Whatsapp İhbar Hattı0537 893 2727

Hipoglisemi nedir?

Düşük kan şekeri hastalığı olarak bilinen hipoglisemi, hayati sorunlara yol açabilir ve insülin kullanan herkeste görülme ihtimali mevcuttur.

Hipoglisemi nedir?
18 Temmuz 2019 MyGaziantep

Kan şekerinin ayarı son derece önemlidir. Hipoglisemi tedavisine geç kalınması bilinç kaybı ve hatta ölüme neden olabilir. Sinsi ve kontrol edilemez bir hastalık olması nedeniyle tehlikelidir ve her an tetikte olmanız gerekir. Düzenli beslenme ve minimum şeker tüketimi ile hipogliseminin önüne geçebilir.

Hipoglisemi nedir?

Kandaki şeker oranının aniden 70 mg/dl’nin altına düşmesine hipoglisemi denilmektedir; pankreasın aşırı insülin salgılaması sonucu oluşur.

Hafif, orta ve ağır olmak üzere üç farklı şekilde sınıflandırılabilir.

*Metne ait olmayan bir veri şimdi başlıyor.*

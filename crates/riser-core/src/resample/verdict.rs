//! Acceptance test for one joint draw.

use serde::Serialize;

/// Why a joint draw was discarded. `interval` is the first failing one.
#[derive(Debug, Clone, Copy, PartialEq, Eq, Serialize)]
#[serde(tag = "reason", rename_all = "snake_case")]
pub enum Rejection {
    /// The older marker drew an age no greater than the younger one.
    AgeInversion { interval: usize },
    /// Displacement decreased with age.
    NegativeRate { interval: usize },
    /// Rate exceeded the configured ceiling.
    RateCeiling { interval: usize },
}

impl Rejection {
    pub fn interval(&self) -> usize {
        match *self {
            Rejection::AgeInversion { interval }
            | Rejection::NegativeRate { interval }
            | Rejection::RateCeiling { interval } => interval,
        }
    }
}

/// Outcome of judging one joint draw.
#[derive(Debug, Clone, Copy, PartialEq)]
pub enum Verdict<'a> {
    /// Every interval passed; one rate per interval.
    Accepted(&'a [f64]),
    Rejected(Rejection),
}

impl Verdict<'_> {
    pub fn is_accepted(&self) -> bool {
        matches!(self, Verdict::Accepted(_))
    }
}

/// Reusable buffers so judging does not allocate per iteration.
#[derive(Debug, Clone, Default)]
pub struct RateScratch {
    gaps: Vec<f64>,
    rates: Vec<f64>,
}

impl RateScratch {
    pub fn with_intervals(intervals: usize) -> Self {
        Self {
            gaps: Vec::with_capacity(intervals),
            rates: Vec::with_capacity(intervals),
        }
    }
}

/// Compute every interval's age gap and rate in one pass, then accept the
/// draw only if all intervals pass.
///
/// `ages` and `displacements` hold one value per marker, youngest first.
/// Per interval the checks apply in order: age gap must be positive, rate
/// must be non-negative, rate must not exceed `max_rate`.
pub fn judge<'a>(
    ages: &[f64],
    displacements: &[f64],
    max_rate: Option<f64>,
    scratch: &'a mut RateScratch,
) -> Verdict<'a> {
    scratch.gaps.clear();
    scratch.rates.clear();
    for (age, disp) in ages.windows(2).zip(displacements.windows(2)) {
        let gap = age[1] - age[0];
        scratch.gaps.push(gap);
        scratch.rates.push((disp[1] - disp[0]) / gap);
    }

    for (interval, (&gap, &rate)) in scratch.gaps.iter().zip(&scratch.rates).enumerate() {
        if !(gap > 0.0) {
            return Verdict::Rejected(Rejection::AgeInversion { interval });
        }
        if !(rate >= 0.0) {
            return Verdict::Rejected(Rejection::NegativeRate { interval });
        }
        if let Some(ceiling) = max_rate {
            if rate > ceiling {
                return Verdict::Rejected(Rejection::RateCeiling { interval });
            }
        }
    }
    Verdict::Accepted(&scratch.rates)
}

#[cfg(test)]
mod tests {
    use super::*;

    fn run(ages: &[f64], disps: &[f64], max_rate: Option<f64>) -> Result<Vec<f64>, Rejection> {
        let mut scratch = RateScratch::default();
        match judge(ages, disps, max_rate, &mut scratch) {
            Verdict::Accepted(rates) => Ok(rates.to_vec()),
            Verdict::Rejected(reason) => Err(reason),
        }
    }

    #[test]
    fn accepts_monotone_draw() {
        let rates = run(&[1.0, 3.0, 7.0], &[2.0, 6.0, 6.0], None).unwrap();
        assert_eq!(rates, vec![2.0, 0.0]);
    }

    #[test]
    fn rejects_negative_rate() {
        assert_eq!(
            run(&[1.0, 3.0], &[5.0, 4.0], None),
            Err(Rejection::NegativeRate { interval: 0 })
        );
    }

    #[test]
    fn rejects_age_inversion_with_positive_displacement() {
        // Older marker drew a younger age; displacement still increases.
        assert_eq!(
            run(&[5.0, 3.0], &[1.0, 2.0], None),
            Err(Rejection::AgeInversion { interval: 0 })
        );
    }

    #[test]
    fn rejects_double_inversion() {
        // Both age and displacement inverted: the quotient is positive, but
        // the draw is still unphysical.
        assert_eq!(
            run(&[5.0, 3.0], &[2.0, 1.0], None),
            Err(Rejection::AgeInversion { interval: 0 })
        );
    }

    #[test]
    fn rejects_equal_ages() {
        assert_eq!(
            run(&[2.0, 2.0], &[1.0, 3.0], None),
            Err(Rejection::AgeInversion { interval: 0 })
        );
    }

    #[test]
    fn reports_first_failing_interval() {
        assert_eq!(
            run(&[1.0, 2.0, 3.0, 2.5], &[0.0, 1.0, 0.5, 0.0], None),
            Err(Rejection::NegativeRate { interval: 1 })
        );
    }

    #[test]
    fn ceiling_applies_only_when_set() {
        assert!(run(&[0.0, 1.0], &[0.0, 100.0], None).is_ok());
        assert_eq!(
            run(&[0.0, 1.0], &[0.0, 100.0], Some(50.0)),
            Err(Rejection::RateCeiling { interval: 0 })
        );
        assert!(run(&[0.0, 1.0], &[0.0, 50.0], Some(50.0)).is_ok());
    }

    #[test]
    fn rejection_serializes_with_reason_tag() {
        let json = serde_json::to_value(Rejection::RateCeiling { interval: 2 }).unwrap();
        assert_eq!(json["reason"], "rate_ceiling");
        assert_eq!(json["interval"], 2);
    }
}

Hipoglisemi belirtileri nelerdir?

Açlık, titreme, huzursuzluk, göz kararması, terleme, dil ve dudakta karıncalanma, solukluk ve çarpıntı gibi yakınmalar hafif hipoglisemiye işaret eder ki; bu durumdaki birey şeker alarak kan şekerini normal seviyeye çıkarabilir. Baş ve karın ağrısı, solukluk, bulanık görmeye başlama, konuşma zorluğu, uyuşukluk, terleme, taşikardi (kalp atım hızının artması) orta şiddetteki hipoglisemiye işaret ederken ağır hipoglisemide şeker düzeyi 50 mg/dl’nin çok daha altına düşer ve beynin şekersiz kalması sonucunda bilinç kaybı oluşabilir. Bu noktada tıbbı bir müdahale şarttır. Belirtileri taşıyan bir kişinin hasta olup olmadığının anlaşılması için hipoglisemi testi yapılması gerekir. Bu test sırasında vücuda bir miktar şeker yüklemesi yapılır. Bir süre sonra kan testi yapılarak kandaki şeker seviyesi ölçülür. Şeker seviyesinin belli bir oranın altında olması durumunda tanı konur.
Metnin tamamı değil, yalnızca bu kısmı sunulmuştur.